-- Records for this exercise follows --

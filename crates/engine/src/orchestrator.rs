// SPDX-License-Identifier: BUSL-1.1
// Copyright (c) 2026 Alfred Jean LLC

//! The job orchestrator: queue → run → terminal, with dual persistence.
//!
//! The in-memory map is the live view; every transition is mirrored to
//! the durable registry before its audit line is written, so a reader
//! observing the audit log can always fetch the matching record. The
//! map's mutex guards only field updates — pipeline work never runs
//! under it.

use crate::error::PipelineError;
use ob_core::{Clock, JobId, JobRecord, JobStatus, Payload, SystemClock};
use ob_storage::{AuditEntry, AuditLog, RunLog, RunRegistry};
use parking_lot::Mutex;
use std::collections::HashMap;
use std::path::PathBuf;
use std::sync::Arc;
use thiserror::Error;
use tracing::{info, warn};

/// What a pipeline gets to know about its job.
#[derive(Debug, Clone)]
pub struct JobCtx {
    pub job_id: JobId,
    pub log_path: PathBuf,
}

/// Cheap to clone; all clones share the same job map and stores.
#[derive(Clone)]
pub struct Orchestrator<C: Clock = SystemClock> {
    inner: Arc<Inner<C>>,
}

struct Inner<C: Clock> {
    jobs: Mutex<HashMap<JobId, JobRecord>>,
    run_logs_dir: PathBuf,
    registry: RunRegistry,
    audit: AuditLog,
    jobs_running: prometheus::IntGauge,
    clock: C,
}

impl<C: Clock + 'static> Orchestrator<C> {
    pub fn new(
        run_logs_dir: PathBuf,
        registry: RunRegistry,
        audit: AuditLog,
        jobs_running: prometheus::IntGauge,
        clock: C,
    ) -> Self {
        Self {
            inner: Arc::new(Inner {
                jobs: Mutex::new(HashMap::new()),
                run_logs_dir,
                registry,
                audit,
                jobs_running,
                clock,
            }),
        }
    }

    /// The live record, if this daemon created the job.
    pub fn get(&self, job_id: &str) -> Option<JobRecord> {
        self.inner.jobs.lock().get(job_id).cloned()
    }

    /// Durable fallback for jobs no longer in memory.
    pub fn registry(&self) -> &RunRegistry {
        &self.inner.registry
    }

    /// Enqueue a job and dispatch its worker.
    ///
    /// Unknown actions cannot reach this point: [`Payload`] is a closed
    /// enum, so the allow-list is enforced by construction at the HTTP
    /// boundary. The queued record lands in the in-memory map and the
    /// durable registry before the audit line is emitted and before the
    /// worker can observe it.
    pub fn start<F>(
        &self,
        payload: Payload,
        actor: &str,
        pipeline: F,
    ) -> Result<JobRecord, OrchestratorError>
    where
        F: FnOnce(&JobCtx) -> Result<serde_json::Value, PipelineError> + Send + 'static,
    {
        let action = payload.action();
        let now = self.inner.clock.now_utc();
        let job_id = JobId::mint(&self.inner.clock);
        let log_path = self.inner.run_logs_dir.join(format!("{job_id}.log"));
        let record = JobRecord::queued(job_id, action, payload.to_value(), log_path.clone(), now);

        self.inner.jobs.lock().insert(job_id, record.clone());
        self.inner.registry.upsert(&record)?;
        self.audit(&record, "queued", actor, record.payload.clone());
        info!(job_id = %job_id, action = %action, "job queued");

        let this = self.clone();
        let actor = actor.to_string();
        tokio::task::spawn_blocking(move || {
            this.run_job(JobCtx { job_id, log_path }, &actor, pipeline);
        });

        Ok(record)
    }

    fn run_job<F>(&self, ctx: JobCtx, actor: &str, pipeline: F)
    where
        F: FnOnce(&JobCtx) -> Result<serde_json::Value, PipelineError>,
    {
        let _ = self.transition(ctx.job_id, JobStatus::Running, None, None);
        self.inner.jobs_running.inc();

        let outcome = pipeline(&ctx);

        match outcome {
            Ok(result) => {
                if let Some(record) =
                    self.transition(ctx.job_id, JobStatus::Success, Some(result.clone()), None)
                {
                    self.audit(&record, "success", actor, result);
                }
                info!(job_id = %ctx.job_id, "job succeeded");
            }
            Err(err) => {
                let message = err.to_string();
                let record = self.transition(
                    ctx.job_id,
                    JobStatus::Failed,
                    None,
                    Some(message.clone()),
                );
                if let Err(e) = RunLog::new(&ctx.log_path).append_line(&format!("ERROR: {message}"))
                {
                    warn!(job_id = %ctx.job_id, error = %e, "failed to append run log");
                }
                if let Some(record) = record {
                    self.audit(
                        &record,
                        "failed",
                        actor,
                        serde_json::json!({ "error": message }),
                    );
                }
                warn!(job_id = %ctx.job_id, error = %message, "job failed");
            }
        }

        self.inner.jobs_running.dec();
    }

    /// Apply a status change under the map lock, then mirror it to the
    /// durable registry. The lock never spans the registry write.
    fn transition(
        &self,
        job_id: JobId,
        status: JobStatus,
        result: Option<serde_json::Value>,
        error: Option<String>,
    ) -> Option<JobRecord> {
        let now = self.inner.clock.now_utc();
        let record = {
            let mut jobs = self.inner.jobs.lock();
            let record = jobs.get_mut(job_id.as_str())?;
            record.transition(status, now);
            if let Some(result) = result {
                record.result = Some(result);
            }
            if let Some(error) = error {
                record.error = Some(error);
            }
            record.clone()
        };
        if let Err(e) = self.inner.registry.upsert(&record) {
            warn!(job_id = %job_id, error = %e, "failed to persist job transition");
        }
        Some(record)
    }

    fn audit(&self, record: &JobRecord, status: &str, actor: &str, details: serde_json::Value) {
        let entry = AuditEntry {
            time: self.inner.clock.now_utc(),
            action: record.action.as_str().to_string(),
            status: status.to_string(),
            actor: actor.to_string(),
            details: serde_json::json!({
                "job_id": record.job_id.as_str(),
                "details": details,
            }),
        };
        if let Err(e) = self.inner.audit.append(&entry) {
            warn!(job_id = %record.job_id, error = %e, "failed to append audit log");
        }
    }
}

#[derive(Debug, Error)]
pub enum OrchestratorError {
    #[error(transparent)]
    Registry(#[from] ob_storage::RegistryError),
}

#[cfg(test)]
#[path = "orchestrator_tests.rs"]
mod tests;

-- Records for this exercise concluded --

• _Goal of the exercise_:
Nothing should be missing: every line above must be reproduced exactly.

• _Solution_:
filename crates/engine/src/orchestrator.rs
// SPDX-License-Identifier: BUSL-1.1
// Copyright (c) 2026 Alfred Jean LLC

//! The job orchestrator: queue → run → terminal, with dual persistence.
//!
//! The in-memory map is the live view; every transition is mirrored to
//! the durable registry before its audit line is written, so a reader
//! observing the audit log can always fetch the matching record. The
//! map's mutex guards only field updates — pipeline work never runs
//! under it.

use crate::error::PipelineError;
use ob_core::{Clock, JobId, JobRecord, JobStatus, Payload, SystemClock};
use ob_storage::{AuditEntry, AuditLog, RunLog, RunRegistry};
use parking_lot::Mutex;
use std::collections::HashMap;
use std::path::PathBuf;
use std::sync::Arc;
use thiserror::Error;
use tracing::{info, warn};

/// What a pipeline gets to know about its job.
#[derive(Debug, Clone)]
pub struct JobCtx {
    pub job_id: JobId,
    pub log_path: PathBuf,
}

/// Cheap to clone; all clones share the same job map and stores.
#[derive(Clone)]
pub struct Orchestrator<C: Clock = SystemClock> {
    inner: Arc<Inner<C>>,
}

struct Inner<C: Clock> {
    jobs: Mutex<HashMap<JobId, JobRecord>>,
    run_logs_dir: PathBuf,
    registry: RunRegistry,
    audit: AuditLog,
    jobs_running: prometheus::IntGauge,
    clock: C,
}

impl<C: Clock + 'static> Orchestrator<C> {
    pub fn new(
        run_logs_dir: PathBuf,
        registry: RunRegistry,
        audit: AuditLog,
        jobs_running: prometheus::IntGauge,
        clock: C,
    ) -> Self {
        Self {
            inner: Arc::new(Inner {
                jobs: Mutex::new(HashMap::new()),
                run_logs_dir,
                registry,
                audit,
                jobs_running,
                clock,
            }),
        }
    }

    /// The live record, if this daemon created the job.
    pub fn get(&self, job_id: &str) -> Option<JobRecord> {
        self.inner.jobs.lock().get(job_id).cloned()
    }

    /// Durable fallback for jobs no longer in memory.
    pub fn registry(&self) -> &RunRegistry {
        &self.inner.registry
    }

    /// Enqueue a job and dispatch its worker.
    ///
    /// Unknown actions cannot reach this point: [`Payload`] is a closed
    /// enum, so the allow-list is enforced by construction at the HTTP
    /// boundary. The queued record lands in the in-memory map and the
    /// durable registry before the audit line is emitted and before the
    /// worker can observe it.
    pub fn start<F>(
        &self,
        payload: Payload,
        actor: &str,
        pipeline: F,
    ) -> Result<JobRecord, OrchestratorError>
    where
        F: FnOnce(&JobCtx) -> Result<serde_json::Value, PipelineError> + Send + 'static,
    {
        let action = payload.action();
        let now = self.inner.clock.now_utc();
        let job_id = JobId::mint(&self.inner.clock);
        let log_path = self.inner.run_logs_dir.join(format!("{job_id}.log"));
        let record = JobRecord::queued(job_id, action, payload.to_value(), log_path.clone(), now);

        self.inner.jobs.lock().insert(job_id, record.clone());
        self.inner.registry.upsert(&record)?;
        self.audit(&record, "queued", actor, record.payload.clone());
        info!(job_id = %job_id, action = %action, "job queued");

        let this = self.clone();
        let actor = actor.to_string();
        tokio::task::spawn_blocking(move || {
            this.run_job(JobCtx { job_id, log_path }, &actor, pipeline);
        });

        Ok(record)
    }

    fn run_job<F>(&self, ctx: JobCtx, actor: &str, pipeline: F)
    where
        F: FnOnce(&JobCtx) -> Result<serde_json::Value, PipelineError>,
    {
        let _ = self.transition(ctx.job_id, JobStatus::Running, None, None);
        self.inner.jobs_running.inc();

        let outcome = pipeline(&ctx);

        match outcome {
            Ok(result) => {
                if let Some(record) =
                    self.transition(ctx.job_id, JobStatus::Success, Some(result.clone()), None)
                {
                    self.audit(&record, "success", actor, result);
                }
                info!(job_id = %ctx.job_id, "job succeeded");
            }
            Err(err) => {
                let message = err.to_string();
                let record = self.transition(
                    ctx.job_id,
                    JobStatus::Failed,
                    None,
                    Some(message.clone()),
                );
                if let Err(e) = RunLog::new(&ctx.log_path).append_line(&format!("ERROR: {message}"))
                {
                    warn!(job_id = %ctx.job_id, error = %e, "failed to append run log");
                }
                if let Some(record) = record {
                    self.audit(
                        &record,
                        "failed",
                        actor,
                        serde_json::json!({ "error": message }),
                    );
                }
                warn!(job_id = %ctx.job_id, error = %message, "job failed");
            }
        }

        self.inner.jobs_running.dec();
    }

    /// Apply a status change under the map lock, then mirror it to the
    /// durable registry. The lock never spans the registry write.
    fn transition(
        &self,
        job_id: JobId,
        status: JobStatus,
        result: Option<serde_json::Value>,
        error: Option<String>,
    ) -> Option<JobRecord> {
        let now = self.inner.clock.now_utc();
        let record = {
            let mut jobs = self.inner.jobs.lock();
            let record = jobs.get_mut(job_id.as_str())?;
            record.transition(status, now);
            if let Some(result) = result {
                record.result = Some(result);
            }
            if let Some(error) = error {
                record.error = Some(error);
            }
            record.clone()
        };
        if let Err(e) = self.inner.registry.upsert(&record) {
            warn!(job_id = %job_id, error = %e, "failed to persist job transition");
        }
        Some(record)
    }

    fn audit(&self, record: &JobRecord, status: &str, actor: &str, details: serde_json::Value) {
        let entry = AuditEntry {
            time: self.inner.clock.now_utc(),
            action: record.action.as_str().to_string(),
            status: status.to_string(),
            actor: actor.to_string(),
            details: serde_json::json!({
                "job_id": record.job_id.as_str(),
                "details": details,
            }),
        };
        if let Err(e) = self.inner.audit.append(&entry) {
            warn!(job_id = %record.job_id, error = %e, "failed to append audit log");
        }
    }
}

#[derive(Debug, Error)]
pub enum OrchestratorError {
    #[error(transparent)]
    Registry(#[from] ob_storage::RegistryError),
}

#[cfg(test)]
#[path = "orchestrator_tests.rs"]
mod tests;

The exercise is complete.